WI Court of Supreme Court
Case Name: State of Wisconsin v. Alan S. Johnson
Case No.: 2019AP000664-CR
Officials: Rebecca Frank Dallet, J.
Focus: Disclosure of Mental Health and Counseling Records
Defendant was charged with sexually assaulting his son, T.A.J., and his daughter. Citing Shiffra, Defendant sought in camera review of T.A.J.’s mental health and counseling records. Patients have a statutory privilege to prevent disclosure of confidential communications with their health care provider that are made for the purposes of diagnosis or treatment. See Wis. Stat. § 905.04(2) (2019-20). In State v. Shiffra, 175 Wis. 2d 600, 499 N.W.2d 719 (Ct. App. 1993), however, the court of appeals created a process by which a criminal defendant could obtain a limited review by the court (in camera review) of a victim’s privately held, otherwise privileged health records. The State and a victim in a pending criminal case, T.A.J., ask the Supreme Court to revisit Shiffra, arguing that it was wrongly decided, is unworkable, and its rationale has been undermined by subsequent developments in the law.
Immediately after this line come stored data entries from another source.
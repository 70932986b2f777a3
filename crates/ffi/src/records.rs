//! C layouts of the per-column records and run configuration
//!
//! Forcing and precipitation arrive as structure-of-arrays, one pointer per
//! variable, the way a gridded host stores them. Columns arrive as an array of
//! [`SnowColumnRecord`] that is read and written in place.

use crate::error::DefaultSnowGridError;
use crate::helpers::slice_from_ptr;
use snowgrid_core::{
    ColumnMask, ColumnState, ForcingSample, OutputFlags, PrecipitationInput, SiteParameters,
    TimestepLevel, TimestepLevelId, TimestepSchedule,
};

/// One level of the timestep schedule.
///
/// `level` is 0 (data), 1 (normal), 2 (medium) or 3 (small) and must match
/// the record's position. `output` is a bit set: 0x1 whole, 0x2 divided.
#[repr(C)]
#[derive(Debug, Clone, Copy, PartialEq, Default)]
pub struct SnowTimestepRecord {
    pub level: i32,
    /// Step length (s)
    pub time_step: f64,
    pub intervals: i32,
    /// Layer mass threshold (kg/m²)
    pub threshold: f64,
    pub output: i32,
}

/// Site parameters shared by every column.
#[repr(C)]
#[derive(Debug, Clone, Copy, PartialEq)]
pub struct SnowSiteParams {
    pub z_u: f64,
    pub z_t: f64,
    pub z_g: f64,
    /// Non-zero when heights are measured from the snow surface
    pub relative_heights: i32,
    pub max_z_s_0: f64,
    pub max_h2o_vol: f64,
}

/// Full state of one column. Units as in the core library.
#[repr(C)]
#[derive(Debug, Clone, Copy, PartialEq, Default)]
pub struct SnowColumnRecord {
    /// Non-zero to process this column
    pub active: i32,
    pub elevation: f64,
    pub z_0: f64,
    pub z_s_0: f64,
    pub z_s_l: f64,
    pub z_s: f64,
    pub rho: f64,
    pub t_s_0: f64,
    pub t_s_l: f64,
    pub t_s: f64,
    pub h2o_sat: f64,
    pub h2o: f64,
    pub h2o_max: f64,
    pub layer_count: i32,
    pub cc_s_0: f64,
    pub cc_s_l: f64,
    pub cc_s: f64,
    pub m_s_0: f64,
    pub m_s_l: f64,
    pub m_s: f64,
    pub current_time: f64,
    pub time_since_out: f64,
}

/// Forcing at one edge of a data interval, one array of `n` values per field.
#[repr(C)]
#[derive(Debug, Clone, Copy)]
pub struct SnowForcingArrays {
    pub incoming_longwave: *const f64,
    pub air_temp: *const f64,
    pub vapor_pressure: *const f64,
    pub wind_speed: *const f64,
    pub ground_temp: *const f64,
    pub net_solar: *const f64,
}

/// Precipitation for the interval, one array of `n` values per field.
#[repr(C)]
#[derive(Debug, Clone, Copy)]
pub struct SnowPrecipArrays {
    pub precip_mass: *const f64,
    pub percent_snow: *const f64,
    pub rho_snow: *const f64,
    pub precip_temp: *const f64,
}

/// Forcing for one column, as handed to a kernel callback.
#[repr(C)]
#[derive(Debug, Clone, Copy, PartialEq, Default)]
pub struct SnowForcingSample {
    pub incoming_longwave: f64,
    pub air_temp: f64,
    pub vapor_pressure: f64,
    pub wind_speed: f64,
    pub ground_temp: f64,
    pub net_solar: f64,
}

/// Precipitation for one column, as handed to a kernel callback.
#[repr(C)]
#[derive(Debug, Clone, Copy, PartialEq, Default)]
pub struct SnowPrecipSample {
    pub precip_mass: f64,
    pub percent_snow: f64,
    pub rho_snow: f64,
    pub precip_temp: f64,
}

impl From<&SnowSiteParams> for SiteParameters {
    fn from(p: &SnowSiteParams) -> Self {
        SiteParameters {
            z_u: p.z_u,
            z_t: p.z_t,
            z_g: p.z_g,
            relative_heights: p.relative_heights != 0,
            max_z_s_0: p.max_z_s_0,
            max_h2o_vol: p.max_h2o_vol,
        }
    }
}

impl From<&SiteParameters> for SnowSiteParams {
    fn from(p: &SiteParameters) -> Self {
        SnowSiteParams {
            z_u: p.z_u,
            z_t: p.z_t,
            z_g: p.z_g,
            relative_heights: i32::from(p.relative_heights),
            max_z_s_0: p.max_z_s_0,
            max_h2o_vol: p.max_h2o_vol,
        }
    }
}

impl From<&ForcingSample> for SnowForcingSample {
    fn from(f: &ForcingSample) -> Self {
        SnowForcingSample {
            incoming_longwave: f.incoming_longwave,
            air_temp: f.air_temp,
            vapor_pressure: f.vapor_pressure,
            wind_speed: f.wind_speed,
            ground_temp: f.ground_temp,
            net_solar: f.net_solar,
        }
    }
}

impl From<&PrecipitationInput> for SnowPrecipSample {
    fn from(p: &PrecipitationInput) -> Self {
        SnowPrecipSample {
            precip_mass: p.precip_mass,
            percent_snow: p.percent_snow,
            rho_snow: p.rho_snow,
            precip_temp: p.precip_temp,
        }
    }
}

impl SnowColumnRecord {
    pub(crate) fn is_active(&self) -> bool {
        self.active != 0
    }

    pub(crate) fn to_state(&self) -> ColumnState {
        ColumnState {
            mask: ColumnMask::from_flag(self.is_active()),
            elevation: self.elevation,
            z_0: self.z_0,
            z_s_0: self.z_s_0,
            z_s_l: self.z_s_l,
            z_s: self.z_s,
            rho: self.rho,
            t_s_0: self.t_s_0,
            t_s_l: self.t_s_l,
            t_s: self.t_s,
            h2o_sat: self.h2o_sat,
            h2o: self.h2o,
            h2o_max: self.h2o_max,
            // Negative counts fail the layer check
            layer_count: u32::try_from(self.layer_count).unwrap_or(u32::MAX),
            cc_s_0: self.cc_s_0,
            cc_s_l: self.cc_s_l,
            cc_s: self.cc_s,
            m_s_0: self.m_s_0,
            m_s_l: self.m_s_l,
            m_s: self.m_s,
            current_time: self.current_time,
            time_since_out: self.time_since_out,
        }
    }

    pub(crate) fn from_state(state: &ColumnState) -> Self {
        SnowColumnRecord {
            active: i32::from(state.is_active()),
            elevation: state.elevation,
            z_0: state.z_0,
            z_s_0: state.z_s_0,
            z_s_l: state.z_s_l,
            z_s: state.z_s,
            rho: state.rho,
            t_s_0: state.t_s_0,
            t_s_l: state.t_s_l,
            t_s: state.t_s,
            h2o_sat: state.h2o_sat,
            h2o: state.h2o,
            h2o_max: state.h2o_max,
            layer_count: i32::try_from(state.layer_count).unwrap_or(i32::MAX),
            cc_s_0: state.cc_s_0,
            cc_s_l: state.cc_s_l,
            cc_s: state.cc_s,
            m_s_0: state.m_s_0,
            m_s_l: state.m_s_l,
            m_s: state.m_s,
            current_time: state.current_time,
            time_since_out: state.time_since_out,
        }
    }
}

fn level_from_record(
    position: usize,
    record: &SnowTimestepRecord,
) -> Result<TimestepLevel, DefaultSnowGridError> {
    let level = usize::try_from(record.level)
        .ok()
        .and_then(TimestepLevelId::from_index)
        .ok_or_else(|| {
            DefaultSnowGridError::invalid_parameter(format!(
                "tstep_info[{position}].level = {} is not a timestep level",
                record.level
            ))
        })?;
    let intervals = u32::try_from(record.intervals).map_err(|_| {
        DefaultSnowGridError::invalid_parameter(format!(
            "tstep_info[{position}].intervals = {} is negative",
            record.intervals
        ))
    })?;
    let output = u8::try_from(record.output)
        .ok()
        .and_then(OutputFlags::from_bits)
        .ok_or_else(|| {
            DefaultSnowGridError::invalid_parameter(format!(
                "tstep_info[{position}].output = {} is not an output flag set",
                record.output
            ))
        })?;

    Ok(TimestepLevel {
        level,
        time_step: record.time_step,
        intervals,
        threshold: record.threshold,
        output,
    })
}

/// Build and validate a schedule from four records.
pub(crate) fn schedule_from_records(
    records: &[SnowTimestepRecord],
) -> Result<TimestepSchedule, DefaultSnowGridError> {
    let [data, normal, medium, small] = records else {
        return Err(DefaultSnowGridError::invalid_parameter(format!(
            "expected 4 timestep records, got {}",
            records.len()
        )));
    };
    let levels = [
        level_from_record(0, data)?,
        level_from_record(1, normal)?,
        level_from_record(2, medium)?,
        level_from_record(3, small)?,
    ];
    TimestepSchedule::new(levels).map_err(|e| DefaultSnowGridError::invalid_schedule(&e))
}

pub(crate) fn records_from_schedule(schedule: &TimestepSchedule) -> [SnowTimestepRecord; 4] {
    schedule.levels().map(|level| SnowTimestepRecord {
        level: level.level.index() as i32,
        time_step: level.time_step,
        intervals: i32::try_from(level.intervals).unwrap_or(i32::MAX),
        threshold: level.threshold,
        output: i32::from(level.output.bits()),
    })
}

/// Gather `n` forcing samples from structure-of-arrays input.
///
/// # Safety
/// Every pointer in `arrays` must be non-null and point to `n` values.
pub(crate) unsafe fn gather_forcing(
    arrays: &SnowForcingArrays,
    n: usize,
    name: &str,
) -> Result<Vec<ForcingSample>, DefaultSnowGridError> {
    let field = |suffix: &str| format!("{name}.{suffix}");
    let incoming_longwave =
        unsafe { slice_from_ptr(arrays.incoming_longwave, n, &field("incoming_longwave")) }?;
    let air_temp = unsafe { slice_from_ptr(arrays.air_temp, n, &field("air_temp")) }?;
    let vapor_pressure =
        unsafe { slice_from_ptr(arrays.vapor_pressure, n, &field("vapor_pressure")) }?;
    let wind_speed = unsafe { slice_from_ptr(arrays.wind_speed, n, &field("wind_speed")) }?;
    let ground_temp = unsafe { slice_from_ptr(arrays.ground_temp, n, &field("ground_temp")) }?;
    let net_solar = unsafe { slice_from_ptr(arrays.net_solar, n, &field("net_solar")) }?;

    Ok((0..n)
        .map(|i| ForcingSample {
            incoming_longwave: incoming_longwave[i],
            air_temp: air_temp[i],
            vapor_pressure: vapor_pressure[i],
            wind_speed: wind_speed[i],
            ground_temp: ground_temp[i],
            net_solar: net_solar[i],
        })
        .collect())
}

/// Gather `n` precipitation records from structure-of-arrays input.
///
/// # Safety
/// Every pointer in `arrays` must be non-null and point to `n` values.
pub(crate) unsafe fn gather_precip(
    arrays: &SnowPrecipArrays,
    n: usize,
) -> Result<Vec<PrecipitationInput>, DefaultSnowGridError> {
    let precip_mass = unsafe { slice_from_ptr(arrays.precip_mass, n, "precip.precip_mass") }?;
    let percent_snow = unsafe { slice_from_ptr(arrays.percent_snow, n, "precip.percent_snow") }?;
    let rho_snow = unsafe { slice_from_ptr(arrays.rho_snow, n, "precip.rho_snow") }?;
    let precip_temp = unsafe { slice_from_ptr(arrays.precip_temp, n, "precip.precip_temp") }?;

    Ok((0..n)
        .map(|i| PrecipitationInput {
            precip_mass: precip_mass[i],
            percent_snow: percent_snow[i],
            rho_snow: rho_snow[i],
            precip_temp: precip_temp[i],
        })
        .collect())
}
The supreme court rules that Shiffra must be overturned. It is unsound in principle because it rests on a misinterpretation of the United States Supreme Court’s decision in Ritchie and harms the therapist-patient relationship. It is unworkable in practice because it is inherently speculative and cannot be applied consistently. And it has been undermined by developments in the law regarding sexual assault and domestic violence and by the adoption of new statutory and constitutional provisions protecting the rights of victims, and is therefore detrimental to coherence in the law.